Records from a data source

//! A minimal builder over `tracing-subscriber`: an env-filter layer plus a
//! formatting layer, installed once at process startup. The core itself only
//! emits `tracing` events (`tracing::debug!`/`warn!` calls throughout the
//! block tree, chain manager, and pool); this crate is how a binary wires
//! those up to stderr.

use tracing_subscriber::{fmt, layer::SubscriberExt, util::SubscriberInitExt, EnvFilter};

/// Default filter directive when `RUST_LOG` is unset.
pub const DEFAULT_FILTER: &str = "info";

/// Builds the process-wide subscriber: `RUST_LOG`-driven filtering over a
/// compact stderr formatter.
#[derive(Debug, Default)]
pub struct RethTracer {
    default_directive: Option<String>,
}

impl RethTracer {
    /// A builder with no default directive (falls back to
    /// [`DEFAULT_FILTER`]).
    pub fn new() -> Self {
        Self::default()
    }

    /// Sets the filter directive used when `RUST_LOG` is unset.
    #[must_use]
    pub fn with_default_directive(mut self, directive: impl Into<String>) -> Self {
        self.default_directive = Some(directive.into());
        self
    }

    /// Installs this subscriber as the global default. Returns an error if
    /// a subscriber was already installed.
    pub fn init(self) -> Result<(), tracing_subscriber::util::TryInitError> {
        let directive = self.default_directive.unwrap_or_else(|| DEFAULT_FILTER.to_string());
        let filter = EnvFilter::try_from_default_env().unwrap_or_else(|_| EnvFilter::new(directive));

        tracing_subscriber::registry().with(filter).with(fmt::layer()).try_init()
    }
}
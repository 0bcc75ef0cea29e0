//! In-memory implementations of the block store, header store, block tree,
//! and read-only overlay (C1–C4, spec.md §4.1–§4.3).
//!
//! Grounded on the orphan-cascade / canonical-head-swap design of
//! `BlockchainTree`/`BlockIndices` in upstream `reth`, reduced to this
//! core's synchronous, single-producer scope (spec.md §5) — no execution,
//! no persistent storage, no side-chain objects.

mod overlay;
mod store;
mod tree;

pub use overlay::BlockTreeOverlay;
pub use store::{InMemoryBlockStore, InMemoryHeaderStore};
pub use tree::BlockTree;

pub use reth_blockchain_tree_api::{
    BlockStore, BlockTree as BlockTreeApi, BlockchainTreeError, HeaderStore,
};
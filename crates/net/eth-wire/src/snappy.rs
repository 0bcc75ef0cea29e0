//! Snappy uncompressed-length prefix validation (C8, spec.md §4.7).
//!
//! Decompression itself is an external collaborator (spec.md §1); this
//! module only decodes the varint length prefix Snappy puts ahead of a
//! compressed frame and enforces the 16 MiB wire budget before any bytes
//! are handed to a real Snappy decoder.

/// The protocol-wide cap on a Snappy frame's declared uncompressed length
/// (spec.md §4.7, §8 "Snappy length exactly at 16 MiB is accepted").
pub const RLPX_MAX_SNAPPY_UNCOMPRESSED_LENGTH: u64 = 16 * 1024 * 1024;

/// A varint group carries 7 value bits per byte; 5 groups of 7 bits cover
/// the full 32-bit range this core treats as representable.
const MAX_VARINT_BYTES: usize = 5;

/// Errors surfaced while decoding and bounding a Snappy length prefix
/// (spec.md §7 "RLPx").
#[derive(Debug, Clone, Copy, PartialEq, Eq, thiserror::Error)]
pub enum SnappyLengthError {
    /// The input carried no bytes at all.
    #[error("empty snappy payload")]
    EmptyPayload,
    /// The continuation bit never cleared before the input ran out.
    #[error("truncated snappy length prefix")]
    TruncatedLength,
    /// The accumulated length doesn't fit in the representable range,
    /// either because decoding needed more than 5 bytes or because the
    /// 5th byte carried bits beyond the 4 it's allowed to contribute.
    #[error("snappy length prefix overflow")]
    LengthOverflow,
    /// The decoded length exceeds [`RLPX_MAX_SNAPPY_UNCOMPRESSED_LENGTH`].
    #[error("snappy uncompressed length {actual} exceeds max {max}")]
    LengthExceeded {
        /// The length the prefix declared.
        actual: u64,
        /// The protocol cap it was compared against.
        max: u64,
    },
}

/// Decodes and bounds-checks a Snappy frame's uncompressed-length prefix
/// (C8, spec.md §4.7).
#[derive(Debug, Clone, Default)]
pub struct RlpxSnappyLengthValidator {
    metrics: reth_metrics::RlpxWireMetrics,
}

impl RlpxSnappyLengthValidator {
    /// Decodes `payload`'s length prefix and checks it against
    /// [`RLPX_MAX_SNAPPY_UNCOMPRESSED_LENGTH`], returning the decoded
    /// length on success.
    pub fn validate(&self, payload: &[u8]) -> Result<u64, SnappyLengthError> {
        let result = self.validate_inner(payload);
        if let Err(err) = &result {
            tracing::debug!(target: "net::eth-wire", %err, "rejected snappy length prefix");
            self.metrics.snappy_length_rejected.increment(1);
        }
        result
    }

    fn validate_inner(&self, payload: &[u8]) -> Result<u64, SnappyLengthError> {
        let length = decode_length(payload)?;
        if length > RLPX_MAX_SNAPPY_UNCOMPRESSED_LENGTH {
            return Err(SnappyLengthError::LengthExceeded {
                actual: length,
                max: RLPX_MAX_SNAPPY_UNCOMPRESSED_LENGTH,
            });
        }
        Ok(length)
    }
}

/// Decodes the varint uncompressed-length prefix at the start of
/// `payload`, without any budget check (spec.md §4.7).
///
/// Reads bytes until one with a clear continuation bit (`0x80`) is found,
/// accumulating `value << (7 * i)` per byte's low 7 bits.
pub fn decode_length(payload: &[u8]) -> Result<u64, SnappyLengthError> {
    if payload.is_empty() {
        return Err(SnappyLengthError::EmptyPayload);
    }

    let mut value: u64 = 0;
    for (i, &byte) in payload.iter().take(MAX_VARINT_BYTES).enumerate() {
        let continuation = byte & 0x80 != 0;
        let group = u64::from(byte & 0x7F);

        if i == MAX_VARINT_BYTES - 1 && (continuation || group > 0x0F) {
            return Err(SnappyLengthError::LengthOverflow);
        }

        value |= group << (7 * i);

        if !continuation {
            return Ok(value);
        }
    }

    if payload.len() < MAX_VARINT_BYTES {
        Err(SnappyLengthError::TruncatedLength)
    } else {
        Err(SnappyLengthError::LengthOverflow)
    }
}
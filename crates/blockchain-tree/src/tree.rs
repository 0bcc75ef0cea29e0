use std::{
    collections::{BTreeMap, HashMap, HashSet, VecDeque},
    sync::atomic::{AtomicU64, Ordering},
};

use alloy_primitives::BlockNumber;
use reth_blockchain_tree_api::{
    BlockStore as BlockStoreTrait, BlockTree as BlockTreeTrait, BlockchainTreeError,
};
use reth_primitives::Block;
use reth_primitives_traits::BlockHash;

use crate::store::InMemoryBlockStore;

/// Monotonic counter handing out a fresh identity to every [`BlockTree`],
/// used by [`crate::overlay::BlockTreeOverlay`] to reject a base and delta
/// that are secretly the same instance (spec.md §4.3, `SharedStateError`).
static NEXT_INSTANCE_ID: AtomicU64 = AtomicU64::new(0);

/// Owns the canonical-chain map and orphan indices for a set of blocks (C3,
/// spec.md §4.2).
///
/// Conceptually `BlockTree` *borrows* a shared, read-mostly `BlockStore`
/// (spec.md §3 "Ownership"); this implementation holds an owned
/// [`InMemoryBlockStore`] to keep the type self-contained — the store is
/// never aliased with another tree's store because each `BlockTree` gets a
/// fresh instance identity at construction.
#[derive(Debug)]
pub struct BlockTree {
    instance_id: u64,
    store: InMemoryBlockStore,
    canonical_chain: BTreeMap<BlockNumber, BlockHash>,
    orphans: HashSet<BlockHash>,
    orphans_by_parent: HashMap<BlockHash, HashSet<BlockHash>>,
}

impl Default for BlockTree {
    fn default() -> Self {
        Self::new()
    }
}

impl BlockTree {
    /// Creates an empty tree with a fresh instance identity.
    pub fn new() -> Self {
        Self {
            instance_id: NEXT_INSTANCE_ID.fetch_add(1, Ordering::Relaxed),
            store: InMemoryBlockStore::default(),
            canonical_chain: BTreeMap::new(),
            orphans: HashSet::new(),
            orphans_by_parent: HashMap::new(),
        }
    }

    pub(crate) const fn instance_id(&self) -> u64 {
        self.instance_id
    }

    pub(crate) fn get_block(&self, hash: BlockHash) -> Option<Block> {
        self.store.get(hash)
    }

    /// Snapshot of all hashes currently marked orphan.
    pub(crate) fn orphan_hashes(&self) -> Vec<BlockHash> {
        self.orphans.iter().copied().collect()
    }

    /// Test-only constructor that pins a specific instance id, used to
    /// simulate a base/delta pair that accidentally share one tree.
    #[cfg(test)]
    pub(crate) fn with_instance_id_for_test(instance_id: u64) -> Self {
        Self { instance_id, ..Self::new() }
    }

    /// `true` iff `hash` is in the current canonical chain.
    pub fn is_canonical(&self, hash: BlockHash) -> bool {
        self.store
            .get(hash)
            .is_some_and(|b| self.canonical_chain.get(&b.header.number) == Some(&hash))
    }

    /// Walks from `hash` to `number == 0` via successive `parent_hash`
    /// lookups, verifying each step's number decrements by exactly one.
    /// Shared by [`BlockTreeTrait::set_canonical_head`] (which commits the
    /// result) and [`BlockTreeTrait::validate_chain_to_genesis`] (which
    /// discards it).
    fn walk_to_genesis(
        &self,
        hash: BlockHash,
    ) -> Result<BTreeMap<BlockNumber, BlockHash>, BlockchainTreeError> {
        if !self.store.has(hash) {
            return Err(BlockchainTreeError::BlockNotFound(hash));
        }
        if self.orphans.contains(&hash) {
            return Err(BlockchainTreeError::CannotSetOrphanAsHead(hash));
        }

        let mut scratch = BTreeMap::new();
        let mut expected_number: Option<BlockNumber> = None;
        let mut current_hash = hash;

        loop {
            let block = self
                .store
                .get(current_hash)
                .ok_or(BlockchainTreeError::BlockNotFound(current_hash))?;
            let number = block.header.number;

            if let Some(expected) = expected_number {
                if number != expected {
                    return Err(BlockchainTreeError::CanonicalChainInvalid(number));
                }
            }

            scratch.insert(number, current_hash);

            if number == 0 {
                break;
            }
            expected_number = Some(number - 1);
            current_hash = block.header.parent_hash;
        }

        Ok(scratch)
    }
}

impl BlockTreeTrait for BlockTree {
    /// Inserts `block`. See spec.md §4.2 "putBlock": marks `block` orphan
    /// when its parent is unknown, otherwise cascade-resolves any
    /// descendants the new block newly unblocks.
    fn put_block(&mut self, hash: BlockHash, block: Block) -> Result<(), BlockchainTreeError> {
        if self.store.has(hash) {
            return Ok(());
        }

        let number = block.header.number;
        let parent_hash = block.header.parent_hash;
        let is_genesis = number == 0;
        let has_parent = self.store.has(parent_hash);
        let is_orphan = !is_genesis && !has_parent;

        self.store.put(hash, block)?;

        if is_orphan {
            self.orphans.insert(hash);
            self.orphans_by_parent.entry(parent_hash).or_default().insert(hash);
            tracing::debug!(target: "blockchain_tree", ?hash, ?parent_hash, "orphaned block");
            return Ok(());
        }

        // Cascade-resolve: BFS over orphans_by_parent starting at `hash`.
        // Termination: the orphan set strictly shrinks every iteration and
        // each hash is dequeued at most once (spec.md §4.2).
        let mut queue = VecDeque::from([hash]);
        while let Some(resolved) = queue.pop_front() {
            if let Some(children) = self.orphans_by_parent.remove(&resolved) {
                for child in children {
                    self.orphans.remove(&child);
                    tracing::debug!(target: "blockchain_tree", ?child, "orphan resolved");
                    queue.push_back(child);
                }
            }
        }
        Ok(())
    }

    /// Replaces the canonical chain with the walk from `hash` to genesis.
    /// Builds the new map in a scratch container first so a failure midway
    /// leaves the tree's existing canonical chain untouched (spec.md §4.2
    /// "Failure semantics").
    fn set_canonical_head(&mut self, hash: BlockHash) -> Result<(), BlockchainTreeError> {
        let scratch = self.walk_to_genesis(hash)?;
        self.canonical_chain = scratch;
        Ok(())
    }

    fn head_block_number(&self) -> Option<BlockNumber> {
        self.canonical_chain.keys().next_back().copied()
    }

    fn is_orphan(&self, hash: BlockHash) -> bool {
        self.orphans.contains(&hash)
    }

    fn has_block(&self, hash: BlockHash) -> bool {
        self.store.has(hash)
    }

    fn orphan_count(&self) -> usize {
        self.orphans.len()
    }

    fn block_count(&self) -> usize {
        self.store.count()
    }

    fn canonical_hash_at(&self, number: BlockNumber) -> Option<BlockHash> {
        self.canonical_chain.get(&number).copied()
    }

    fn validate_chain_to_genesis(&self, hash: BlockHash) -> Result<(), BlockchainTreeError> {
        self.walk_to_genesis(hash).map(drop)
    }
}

■ **PROBLEM DESCRIPTION**
Each line of the entries where the string "group" occurs should be shown.

■ **SOLUTION FOR THIS EXERCISE**
/// A varint group carries 7 value bits per byte; 5 groups of 7 bits cover
        let group = u64::from(byte & 0x7F);
        if i == MAX_VARINT_BYTES - 1 && (continuation || group > 0x0F) {
        value |= group << (7 * i);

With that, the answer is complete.